Given records —

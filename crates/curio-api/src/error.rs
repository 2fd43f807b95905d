//! API error mapping.

use axum::{
    http::StatusCode,
    response::{IntoResponse, Response},
    Json,
};
use serde_json::json;
use tracing::error;

use curio_core::Error;

/// Wrapper mapping core errors onto HTTP responses.
#[derive(Debug)]
pub struct ApiError(pub Error);

impl From<Error> for ApiError {
    fn from(e: Error) -> Self {
        ApiError(e)
    }
}

impl IntoResponse for ApiError {
    fn into_response(self) -> Response {
        let (status, body) = match &self.0 {
            Error::Validation { field, message } => (
                StatusCode::BAD_REQUEST,
                json!({ "error": message, "field": field }),
            ),
            Error::InvalidInput(msg) => {
                (StatusCode::BAD_REQUEST, json!({ "error": msg }))
            }
            Error::NotFound(msg) => (StatusCode::NOT_FOUND, json!({ "error": msg })),
            Error::ItemNotFound { .. } | Error::InstitutionNotFound(_) => {
                (StatusCode::NOT_FOUND, json!({ "error": self.0.to_string() }))
            }
            other => {
                error!(
                    subsystem = "api",
                    error = %other,
                    "Request failed with internal error"
                );
                (
                    StatusCode::INTERNAL_SERVER_ERROR,
                    json!({ "error": "internal server error" }),
                )
            }
        };
        (status, Json(body)).into_response()
    }
}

Work request —
Count the lines in the records above that hold the word "mapping", and give only that number.

Result for this task —
2